╭─ TASK MATERIAL

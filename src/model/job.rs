//! Persisted job/stage/log rows, and the external-collaborator types
//! (download jobs, components) the engine only reads.

use serde::{Deserialize, Serialize};

#[derive(Debug, Clone, Copy, PartialEq, Eq, Serialize, Deserialize)]
#[serde(rename_all = "snake_case")]
pub enum TargetArch {
    X86_64,
    Aarch64,
}

impl TargetArch {
    pub fn as_str(&self) -> &'static str {
        match self {
            TargetArch::X86_64 => "x86_64",
            TargetArch::Aarch64 => "aarch64",
        }
    }
}

impl std::fmt::Display for TargetArch {
    fn fmt(&self, f: &mut std::fmt::Formatter<'_>) -> std::fmt::Result {
        f.write_str(self.as_str())
    }
}

#[derive(Debug, Clone, Copy, PartialEq, Eq, Serialize, Deserialize)]
#[serde(rename_all = "lowercase")]
pub enum ImageFormat {
    Raw,
    Qcow2,
    Iso,
}

impl ImageFormat {
    pub fn extension(&self) -> &'static str {
        match self {
            ImageFormat::Raw => "img",
            ImageFormat::Qcow2 => "qcow2",
            ImageFormat::Iso => "iso",
        }
    }
}

#[derive(Debug, Clone, Copy, PartialEq, Eq, Serialize, Deserialize)]
#[serde(rename_all = "lowercase")]
pub enum JobStatus {
    Pending,
    Running,
    Completed,
    Failed,
    Cancelled,
}

impl JobStatus {
    /// Once terminal, the worker pool never re-enters the job (spec §3
    /// BuildJob invariant) until an explicit [`JobStatus::Pending`] reset
    /// via `Retry`.
    pub fn is_terminal(&self) -> bool {
        matches!(
            self,
            JobStatus::Completed | JobStatus::Failed | JobStatus::Cancelled
        )
    }
}

/// The six fixed pipeline stages, in their declared, never-reordered
/// sequence.
#[derive(Debug, Clone, Copy, PartialEq, Eq, PartialOrd, Ord, Serialize, Deserialize)]
#[serde(rename_all = "lowercase")]
pub enum StageName {
    Resolve,
    Download,
    Prepare,
    Compile,
    Assemble,
    Package,
}

impl StageName {
    pub const ALL: [StageName; 6] = [
        StageName::Resolve,
        StageName::Download,
        StageName::Prepare,
        StageName::Compile,
        StageName::Assemble,
        StageName::Package,
    ];

    pub fn as_str(&self) -> &'static str {
        match self {
            StageName::Resolve => "resolve",
            StageName::Download => "download",
            StageName::Prepare => "prepare",
            StageName::Compile => "compile",
            StageName::Assemble => "assemble",
            StageName::Package => "package",
        }
    }
}

impl std::fmt::Display for StageName {
    fn fmt(&self, f: &mut std::fmt::Formatter<'_>) -> std::fmt::Result {
        f.write_str(self.as_str())
    }
}

#[derive(Debug, Clone, Copy, PartialEq, Eq, Serialize, Deserialize)]
#[serde(rename_all = "lowercase")]
pub enum StageStatus {
    Pending,
    Running,
    Completed,
    Failed,
}

#[derive(Debug, Clone, Serialize, Deserialize)]
pub struct BuildStage {
    pub id: String,
    pub build_id: String,
    pub name: StageName,
    pub status: StageStatus,
    pub progress_percent: u8,
    pub duration_ms: Option<u64>,
    pub error_message: Option<String>,
}

#[derive(Debug, Clone, Copy, PartialEq, Eq, Serialize, Deserialize)]
#[serde(rename_all = "lowercase")]
pub enum LogLevel {
    Info,
    Warn,
    Error,
}

#[derive(Debug, Clone, Serialize, Deserialize)]
pub struct BuildLogEntry {
    pub build_id: String,
    pub stage: StageName,
    pub level: LogLevel,
    pub message: String,
    pub created_at: time::OffsetDateTime,
}

#[derive(Debug, Clone, Serialize, Deserialize)]
pub struct BuildJob {
    pub id: String,
    pub distribution_id: String,
    pub owner_id: String,
    pub target_arch: TargetArch,
    pub image_format: ImageFormat,
    pub status: JobStatus,
    pub current_stage: Option<StageName>,
    pub progress_percent: u8,
    pub artifact_path: Option<String>,
    pub artifact_checksum: Option<String>,
    pub artifact_size: Option<u64>,
    pub error_message: Option<String>,
    pub error_stage: Option<StageName>,
    pub retry_count: u32,
    pub max_retries: u32,
    pub clear_cache: bool,
    /// Serialized `DistributionConfig` snapshot, taken at submission time so
    /// later edits to the distribution do not affect an in-flight build.
    pub config_snapshot: String,
    pub created_at: time::OffsetDateTime,
    pub updated_at: time::OffsetDateTime,
}

impl BuildJob {
    pub fn is_terminal(&self) -> bool {
        self.status.is_terminal()
    }
}

/// External: produced by the source-discovery/download subsystem. The
/// engine only reads these as evidence that a component's sources are
/// ready.
#[derive(Debug, Clone, Serialize, Deserialize)]
pub struct DownloadJob {
    pub component_id: String,
    #[serde(default)]
    pub component_ids: Vec<String>,
    pub version: String,
    pub status: String,
    pub artifact_path: Option<String>,
    pub error_message: Option<String>,
}

/// External: a catalog entry. An empty `supported_architectures` means
/// universal (spec §3).
#[derive(Debug, Clone, Serialize, Deserialize)]
pub struct Component {
    pub id: String,
    pub name: String,
    pub category: String,
    pub default_version: String,
    #[serde(default)]
    pub supported_architectures: Vec<String>,
}

impl Component {
    pub fn supports(&self, arch: TargetArch) -> bool {
        self.supported_architectures.is_empty()
            || self
                .supported_architectures
                .iter()
                .any(|a| a == arch.as_str())
    }
}

/// Internal: a [`Component`] resolved to a concrete version and, after
/// Prepare extracts it, a local path.
#[derive(Debug, Clone)]
pub struct ResolvedComponent {
    pub component: Component,
    pub version: String,
    pub artifact_path: Option<String>,
    pub local_path: Option<std::path::PathBuf>,
}
//! The per-job bag threaded through the pipeline (spec §3 `StageContext`).
//! The Worker constructs one per job and owns it exclusively for that job's
//! duration; stages read the fields documented as their inputs and write
//! only the ones documented as their outputs.
//!
//! `services` is not named explicitly in spec §3's field list, but every
//! stage that looks anything up (Resolve's catalog/download-job/storage
//! probes, Package's upload) needs a handle to the collaborator traits the
//! Manager owns. Bundling them here rather than threading five extra
//! parameters through every `Stage::execute` call is the natural
//! generalization of how the teacher's `BuildContext` carried its
//! environment handles.

use crate::executor::Executor;
use crate::model::{
    BoardProfile, BuildEnvironment, DistributionConfig, ImageFormat, ResolvedComponent,
    StageName, TargetArch,
};
use crate::repo::{
    BoardProfileRepository, BuildJobRepository, ComponentRepository, DownloadJobRepository,
    SourceRepository,
};
use crate::store::ObjectStore;
use std::path::PathBuf;
use std::sync::Arc;

/// Absolute paths for one job's persisted layout (spec §6):
/// `<workspace_base>/<build_id>/{sources,workspace,rootfs,output,config,scripts,logs}`.
#[derive(Debug, Clone)]
pub struct StagePaths {
    pub job_root: PathBuf,
    pub workspace: PathBuf,
    pub sources: PathBuf,
    pub rootfs: PathBuf,
    pub output: PathBuf,
    pub config: PathBuf,
    pub scripts: PathBuf,
    pub logs: PathBuf,
}

impl StagePaths {
    pub fn under(job_root: PathBuf) -> Self {
        StagePaths {
            workspace: job_root.join("workspace"),
            sources: job_root.join("sources"),
            rootfs: job_root.join("rootfs"),
            output: job_root.join("output"),
            config: job_root.join("config"),
            scripts: job_root.join("scripts"),
            logs: job_root.join("logs"),
            job_root,
        }
    }

    pub fn create_all(&self) -> anyhow::Result<()> {
        for dir in [
            &self.workspace,
            &self.sources,
            &self.rootfs,
            &self.output,
            &self.config,
            &self.scripts,
            &self.logs,
        ] {
            std::fs::create_dir_all(dir)?;
        }
        Ok(())
    }
}

/// Collaborator handles a stage needs but that don't belong on the typed
/// fields spec §3 names directly.
pub struct Services {
    pub components: Arc<dyn ComponentRepository>,
    pub download_jobs: Arc<dyn DownloadJobRepository>,
    pub sources: Arc<dyn SourceRepository>,
    pub board_profiles: Arc<dyn BoardProfileRepository>,
    pub object_store: Arc<dyn ObjectStore>,
}

pub struct StageContext {
    pub build_id: String,
    pub distribution_id: String,
    pub owner_id: String,
    pub config: DistributionConfig,
    pub target_arch: TargetArch,
    pub image_format: ImageFormat,
    pub paths: StagePaths,
    pub job_repo: Arc<dyn BuildJobRepository>,
    pub services: Services,
    pub components: Vec<ResolvedComponent>,
    pub board_profile: Option<BoardProfile>,
    pub build_env: BuildEnvironment,
    pub executor: Box<dyn Executor>,

    pub artifact_path: Option<String>,
    pub artifact_checksum: Option<String>,
    pub artifact_size: Option<u64>,
}

impl StageContext {
    pub fn log_info(&self, stage: StageName, message: impl Into<String>) {
        let _ = self
            .job_repo
            .append_log(crate::repo::traits::info_log(&self.build_id, stage, message));
    }

    pub fn log_warn(&self, stage: StageName, message: impl Into<String>) {
        let _ = self
            .job_repo
            .append_log(crate::repo::traits::warn_log(&self.build_id, stage, message));
    }

    pub fn log_error(&self, stage: StageName, message: impl Into<String>) {
        let _ = self
            .job_repo
            .append_log(crate::repo::traits::error_log(&self.build_id, stage, message));
    }
}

╰─

_ABOUT THIS TASK_
All lines above with the word "catalog" need to be reported.

_SOLUTION FOR THIS EXERCISE_
/// External: a catalog entry. An empty `supported_architectures` means
//! stage that looks anything up (Resolve's catalog/download-job/storage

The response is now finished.